Durante la campaña presidencial de 2016 mucho se habló de que factores económicos eran los que motivaban al sector más radical de la base anglosajona de Trump. Pero el tiempo y las circunstancias han demostrado que no son factores económicos sino raciales y culturales los que mueven a ese sector. Mientras más se diversifica la nación, más crece su odio.
Y su mejor porrista es el propio presidente, que sigue conduciendo rallies que semejan más un preocupante culto a su persona y donde prevalecen los ataques, los insultos, la división y la incitación al odio, como cuando Trump declara que la prensa es “enemiga del pueblo”.
Trump y su cómplice Partido Republicano intentan normalizar el prejuicio y la división de su base, esa tercera parte del electorado que los ha encumbrado y que espera que su agenda de odio se concrete.
Y Trump no los ha defraudado en lo absoluto. Basta con ver solamente su agenda migratoria lograda sin la intervención del Congreso. No se trata de un ataque frontal a los indocumentados. Es un ataque a la inmigración en general, con o sin documentos. Comenzó por los indocumentados, al propinar un daño irreparable a niños que fueron separados de sus padres y que al sol de hoy todavía se desconoce si volverán a verlos. Pero el ataque se extiende a quienes buscan asilo, a quienes intentan reunirse con familiares mediante la inmigración basada en lazos familiares, con la que su esposa Melania, por cierto, pudo peticionar a sus padres que se naturalizaron la semana pasada. De los inmigrantes con documentos ahora tiene la mira puesta en los ciudadanos naturalizados. Y es muy probable que el próximo objetivo sea perseguir o hacerle la vida difícil a ciudadanos que considere una piedra en su zapato.

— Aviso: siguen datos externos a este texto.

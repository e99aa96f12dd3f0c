//! Change detection for case content.
//!
//! Queries the git working-tree status scoped to the content root and
//! produces the ordered set of changed paths. The baseline is whatever git
//! reports against HEAD: modified, added, staged-but-uncommitted, and
//! untracked files all count; deletions are excluded because there is
//! nothing left to copy.

use crate::error::Result;
use crate::models::ChangeSet;
use git2::{Repository, Status, StatusOptions};
use std::path::{Path, PathBuf};
use tracing::{debug, info};

/// Enumerates changed files under a content root of a git repository.
pub struct ChangeDetector {
    repo_root: PathBuf,
    /// Content root, relative to the repository root, `/`-separated
    /// (e.g. `public/cases`).
    content_root: String,
}

impl ChangeDetector {
    pub fn new(repo_root: impl Into<PathBuf>, content_root: impl Into<String>) -> Self {
        Self {
            repo_root: repo_root.into(),
            content_root: content_root.into().trim_end_matches('/').to_string(),
        }
    }

    /// Detect files under the content root that differ from the baseline.
    ///
    /// Paths in the result stay relative to the repository root to preserve
    /// traceability to the source-control history. Fails with a
    /// [`ChangeDetection`](crate::error::Error::ChangeDetection) error when
    /// the repository metadata is inaccessible — fatal, no best-effort
    /// fallback.
    pub fn detect(&self) -> Result<ChangeSet> {
        let repo = Repository::open(&self.repo_root)?;

        let mut opts = StatusOptions::new();
        opts.include_untracked(true)
            .recurse_untracked_dirs(true)
            .include_ignored(false)
            .pathspec(&self.content_root);

        let statuses = repo.statuses(Some(&mut opts))?;

        let prefix = format!("{}/", self.content_root);
        let mut paths = Vec::new();
        for entry in statuses.iter() {
            let Some(path) = entry.path() else {
                // Non-UTF-8 path; the content tree is UTF-8 named throughout.
                continue;
            };
            if !path.starts_with(&prefix) {
                continue;
            }
            if !is_copyable_change(entry.status()) {
                continue;
            }
            debug!("changed: {} ({:?})", path, entry.status());
            paths.push(path.to_string());
        }

        info!(
            "detected {} changed files under {}",
            paths.len(),
            self.content_root
        );
        Ok(ChangeSet::new(paths))
    }

    /// The content root joined onto the repository root.
    pub fn content_dir(&self) -> PathBuf {
        self.repo_root.join(Path::new(&self.content_root))
    }
}

/// Statuses that leave a file on disk worth copying.
fn is_copyable_change(status: Status) -> bool {
    status.intersects(
        Status::WT_NEW
            | Status::WT_MODIFIED
            | Status::WT_RENAMED
            | Status::WT_TYPECHANGE
            | Status::INDEX_NEW
            | Status::INDEX_MODIFIED
            | Status::INDEX_RENAMED
            | Status::INDEX_TYPECHANGE,
    ) && !status.intersects(Status::WT_DELETED | Status::INDEX_DELETED)
}

#[cfg(test)]
mod tests {
    use super::*;
    use git2::Signature;
    use std::fs;
    use tempfile::TempDir;

    /// Init a repository with a committed content tree.
    fn setup_repo(dir: &TempDir) -> Repository {
        let repo = Repository::init(dir.path()).unwrap();

        let cases = dir.path().join("public/cases/憲法/1.総論");
        fs::create_dir_all(&cases).unwrap();
        fs::write(cases.join("1.1-38.js"), "export default { title: 'A' };\n").unwrap();
        fs::write(
            dir.path().join("public/cases/憲法/目次.js"),
            "export default [];\n",
        )
        .unwrap();
        fs::write(dir.path().join("README.md"), "readme\n").unwrap();

        {
            let mut index = repo.index().unwrap();
            index
                .add_all(["*"].iter(), git2::IndexAddOption::DEFAULT, None)
                .unwrap();
            index.write().unwrap();
            let tree_id = index.write_tree().unwrap();
            let tree = repo.find_tree(tree_id).unwrap();
            let sig = Signature::now("test", "test@example.com").unwrap();
            repo.commit(Some("HEAD"), &sig, &sig, "initial", &tree, &[])
                .unwrap();
        }
        repo
    }

    #[test]
    fn test_clean_tree_yields_empty_set() {
        let dir = TempDir::new().unwrap();
        setup_repo(&dir);

        let detector = ChangeDetector::new(dir.path(), "public/cases");
        assert!(detector.detect().unwrap().is_empty());
    }

    #[test]
    fn test_modified_and_untracked_files_detected() {
        let dir = TempDir::new().unwrap();
        setup_repo(&dir);

        fs::write(
            dir.path().join("public/cases/憲法/1.総論/1.1-38.js"),
            "export default { title: 'A changed' };\n",
        )
        .unwrap();
        fs::write(
            dir.path().join("public/cases/憲法/新判例.js"),
            "export default { title: 'new' };\n",
        )
        .unwrap();

        let detector = ChangeDetector::new(dir.path(), "public/cases");
        let changes = detector.detect().unwrap();

        assert_eq!(changes.len(), 2);
        assert!(changes
            .iter()
            .any(|p| p == "public/cases/憲法/1.総論/1.1-38.js"));
        assert!(changes.iter().any(|p| p == "public/cases/憲法/新判例.js"));
    }

    #[test]
    fn test_paths_outside_content_root_excluded() {
        let dir = TempDir::new().unwrap();
        setup_repo(&dir);

        fs::write(dir.path().join("README.md"), "changed readme\n").unwrap();

        let detector = ChangeDetector::new(dir.path(), "public/cases");
        assert!(detector.detect().unwrap().is_empty());
    }

    #[test]
    fn test_deleted_files_excluded() {
        let dir = TempDir::new().unwrap();
        setup_repo(&dir);

        fs::remove_file(dir.path().join("public/cases/憲法/目次.js")).unwrap();

        let detector = ChangeDetector::new(dir.path(), "public/cases");
        assert!(detector.detect().unwrap().is_empty());
    }

    #[test]
    fn test_detection_is_deterministic() {
        let dir = TempDir::new().unwrap();
        setup_repo(&dir);

        fs::write(
            dir.path().join("public/cases/憲法/1.総論/1.1-38.js"),
            "x\n",
        )
        .unwrap();
        fs::write(dir.path().join("public/cases/憲法/新判例.js"), "y\n").unwrap();

        let detector = ChangeDetector::new(dir.path(), "public/cases");
        let first = detector.detect().unwrap();
        let second = detector.detect().unwrap();
        assert_eq!(first, second);
    }

    #[test]
    fn test_not_a_repository_is_fatal() {
        let dir = TempDir::new().unwrap();
        let detector = ChangeDetector::new(dir.path(), "public/cases");
        let err = detector.detect().unwrap_err();
        assert!(matches!(err, crate::error::Error::ChangeDetection(_)));
    }
}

No hay que olvidar, por ejemplo, que hace unas semanas Trump entretuvo la idea de permitir que 11 ciudadanos estadounidenses fueran interrogados por Rusia en un falso caso de fraude emprendido por el gobierno del presidente ruso Vladimir Putin. El Departamento de Estado catalogó la idea de “absurda”, pero Trump lo consideró. Uno de esos 11 estadounidenses es el exembajador de Estados Unidos en Rusia durante la presidencia de Obama, Michael McFaul, quien ha sido crítico de Trump.

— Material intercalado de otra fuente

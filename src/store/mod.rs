//! Score record store: one JSON document per law.
//!
//! The only supported access pattern is read-modify-write: `load`, mutate via
//! the aggregator, `save`. The store provides no locking — concurrent writers
//! to the same law are not supported and must be serialized by the embedding
//! application.

use crate::error::{Error, Result};
use crate::models::LawScoreTable;
use std::fs;
use std::io::Write;
use std::path::{Path, PathBuf};
use tempfile::NamedTempFile;
use tracing::debug;

/// File-backed store of [`LawScoreTable`] documents under a data directory.
pub struct ScoreStore {
    data_dir: PathBuf,
}

impl ScoreStore {
    pub fn new(data_dir: impl Into<PathBuf>) -> Self {
        Self {
            data_dir: data_dir.into(),
        }
    }

    /// Path of the document for a law.
    pub fn document_path(&self, law_name: &str) -> PathBuf {
        self.data_dir.join(format!("{law_name}.json"))
    }

    /// Load the score table for a law.
    ///
    /// A missing document is not an error: an empty table carrying the given
    /// law name is returned instead. A present but malformed document fails
    /// fast so corrupt aggregates never propagate.
    pub fn load(&self, law_name: &str) -> Result<LawScoreTable> {
        let path = self.document_path(law_name);
        let raw = match fs::read_to_string(&path) {
            Ok(raw) => raw,
            Err(e) if e.kind() == std::io::ErrorKind::NotFound => {
                debug!("no score document for {}, starting empty", law_name);
                return Ok(LawScoreTable::empty(law_name));
            }
            Err(e) => return Err(Error::io(path, e)),
        };

        let table: LawScoreTable = serde_json::from_str(&raw)
            .map_err(|e| Error::schema(&path, e.to_string()))?;
        validate_table(&table, &path)?;
        Ok(table)
    }

    /// Persist the score table for a law.
    ///
    /// Writes to a temporary file in the data directory and renames it over
    /// the target, so a failed write never leaves a truncated or mixed-state
    /// document behind.
    pub fn save(&self, law_name: &str, table: &LawScoreTable) -> Result<()> {
        fs::create_dir_all(&self.data_dir).map_err(|e| Error::io(&self.data_dir, e))?;

        let path = self.document_path(law_name);
        let payload = serde_json::to_string_pretty(table)
            .map_err(|e| Error::schema(&path, e.to_string()))?;

        let mut tmp =
            NamedTempFile::new_in(&self.data_dir).map_err(|e| Error::io(&self.data_dir, e))?;
        tmp.write_all(payload.as_bytes())
            .map_err(|e| Error::io(&path, e))?;
        tmp.persist(&path)
            .map_err(|e| Error::io(&path, e.error))?;

        debug!("saved score document: {}", path.display());
        Ok(())
    }

    /// Enumerate the laws with a persisted document (file stems of `*.json`).
    pub fn list_laws(&self) -> Result<Vec<String>> {
        let entries = match fs::read_dir(&self.data_dir) {
            Ok(entries) => entries,
            Err(e) if e.kind() == std::io::ErrorKind::NotFound => return Ok(Vec::new()),
            Err(e) => return Err(Error::io(&self.data_dir, e)),
        };

        let mut laws = Vec::new();
        for entry in entries.flatten() {
            let path = entry.path();
            if path.extension().and_then(|e| e.to_str()) == Some("json") {
                if let Some(stem) = path.file_stem().and_then(|s| s.to_str()) {
                    laws.push(stem.to_string());
                }
            }
        }
        laws.sort();
        Ok(laws)
    }
}

/// Schema validation at the store boundary.
fn validate_table(table: &LawScoreTable, path: &Path) -> Result<()> {
    if table.law_name.is_empty() {
        return Err(Error::schema(path, "lawName is empty"));
    }
    for (article, paragraphs) in &table.articles {
        for (paragraph, record) in paragraphs {
            let at = format!("articles.{article}.{paragraph}");
            if record.correct > record.answered {
                return Err(Error::schema(
                    path,
                    format!("{at}: correct {} exceeds answered {}", record.correct, record.answered),
                ));
            }
            if record.total_score < 0.0 || !record.total_score.is_finite() {
                return Err(Error::schema(
                    path,
                    format!("{at}: totalScore {} is invalid", record.total_score),
                ));
            }
            if record.average_score < 0.0 || !record.average_score.is_finite() {
                return Err(Error::schema(
                    path,
                    format!("{at}: averageScore {} is invalid", record.average_score),
                ));
            }
        }
    }
    Ok(())
}

#[cfg(test)]
mod tests {
    use super::*;
    use crate::models::{AttemptAggregate, ParagraphTable};
    use tempfile::TempDir;

    fn sample_table() -> LawScoreTable {
        let mut table = LawScoreTable::empty("民法");
        let mut paragraphs = ParagraphTable::new();
        paragraphs.insert(
            "1".to_string(),
            AttemptAggregate {
                answered: 3,
                correct: 2,
                total_score: 360.0,
                average_score: 120.0,
                modules: vec!["総則/1.js".to_string()],
                recent_scores: vec![190.0, 0.0, 170.0],
                ..Default::default()
            },
        );
        table.articles.insert("196".to_string(), paragraphs);
        table
    }

    #[test]
    fn test_load_missing_returns_empty_table() {
        let dir = TempDir::new().unwrap();
        let store = ScoreStore::new(dir.path());

        let table = store.load("刑法").unwrap();
        assert_eq!(table.law_name, "刑法");
        assert!(table.articles.is_empty());
    }

    #[test]
    fn test_save_load_round_trip() {
        let dir = TempDir::new().unwrap();
        let store = ScoreStore::new(dir.path());
        let table = sample_table();

        store.save("民法", &table).unwrap();
        let loaded = store.load("民法").unwrap();
        assert_eq!(loaded, table);
    }

    #[test]
    fn test_save_creates_data_dir() {
        let dir = TempDir::new().unwrap();
        let store = ScoreStore::new(dir.path().join("data").join("speed-quiz"));

        store.save("憲法", &sample_table()).unwrap();
        assert!(store.document_path("憲法").exists());
    }

    #[test]
    fn test_save_write_failure_is_io_error_and_leaves_no_document() {
        // Occupy the data-dir path with a regular file so the write cannot
        // proceed.
        let dir = TempDir::new().unwrap();
        let blocked = dir.path().join("speed-quiz");
        fs::write(&blocked, "not a directory").unwrap();

        let store = ScoreStore::new(&blocked);
        let err = store.save("民法", &sample_table()).unwrap_err();

        assert!(matches!(err, Error::Io { .. }));
        // Nothing was partially written: the blocking file is untouched and
        // no document appeared.
        assert_eq!(fs::read_to_string(&blocked).unwrap(), "not a directory");
        assert!(!store.document_path("民法").exists());
    }

    #[test]
    fn test_malformed_json_is_schema_error() {
        let dir = TempDir::new().unwrap();
        let store = ScoreStore::new(dir.path());
        fs::write(store.document_path("民法"), "{ not json").unwrap();

        let err = store.load("民法").unwrap_err();
        assert!(matches!(err, Error::Schema { .. }));
    }

    #[test]
    fn test_correct_exceeding_answered_is_rejected() {
        let dir = TempDir::new().unwrap();
        let store = ScoreStore::new(dir.path());
        let doc = r#"{
            "lawName": "民法",
            "articles": {
                "1": { "1": { "answered": 1, "correct": 5, "totalScore": 0.0, "averageScore": 0.0 } }
            }
        }"#;
        fs::write(store.document_path("民法"), doc).unwrap();

        let err = store.load("民法").unwrap_err();
        assert!(matches!(err, Error::Schema { .. }));
        assert!(err.to_string().contains("exceeds answered"));
    }

    #[test]
    fn test_legacy_document_without_optional_fields_loads() {
        // Documents generated before recentScores/speedRank existed.
        let dir = TempDir::new().unwrap();
        let store = ScoreStore::new(dir.path());
        let doc = r#"{
            "lawName": "会社法",
            "articles": {
                "26": { "1": { "answered": 2, "correct": 1, "totalScore": 150.0, "averageScore": 75.0 } }
            }
        }"#;
        fs::write(store.document_path("会社法"), doc).unwrap();

        let table = store.load("会社法").unwrap();
        let record = &table.articles["26"]["1"];
        assert_eq!(record.answered, 2);
        assert!(record.modules.is_empty());
        assert!(record.recent_scores.is_empty());
    }

    #[test]
    fn test_list_laws() {
        let dir = TempDir::new().unwrap();
        let store = ScoreStore::new(dir.path());
        store.save("民法", &sample_table()).unwrap();
        store.save("刑法", &LawScoreTable::empty("刑法")).unwrap();

        // Sorted byte order: 刑 (U+5211) precedes 民 (U+6C11).
        assert_eq!(store.list_laws().unwrap(), vec!["刑法", "民法"]);
    }

    #[test]
    fn test_list_laws_missing_dir_is_empty() {
        let dir = TempDir::new().unwrap();
        let store = ScoreStore::new(dir.path().join("nowhere"));
        assert!(store.list_laws().unwrap().is_empty());
    }
}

¿Serán sus opositores el próximo objetivo de Trump? Quisiera pensar que no llegaremos a eso. Pero en su gestión cualquier cosa es posible. Si bien es cierto que el domingo el mensaje de los nacionalistas blancos fue ahogado por los contramanifestantes, esos nacionalistas blancos tienen una enorme plataforma con la presidencia de Trump.
Lo importante es ahogar ese mensaje de odio en las urnas, comenzando en los comicios intermedios de noviembre para que al menos haya un balance en el Congreso que pueda frenar de algún modo la agenda de odio, división y prejuicio del presidente Trump.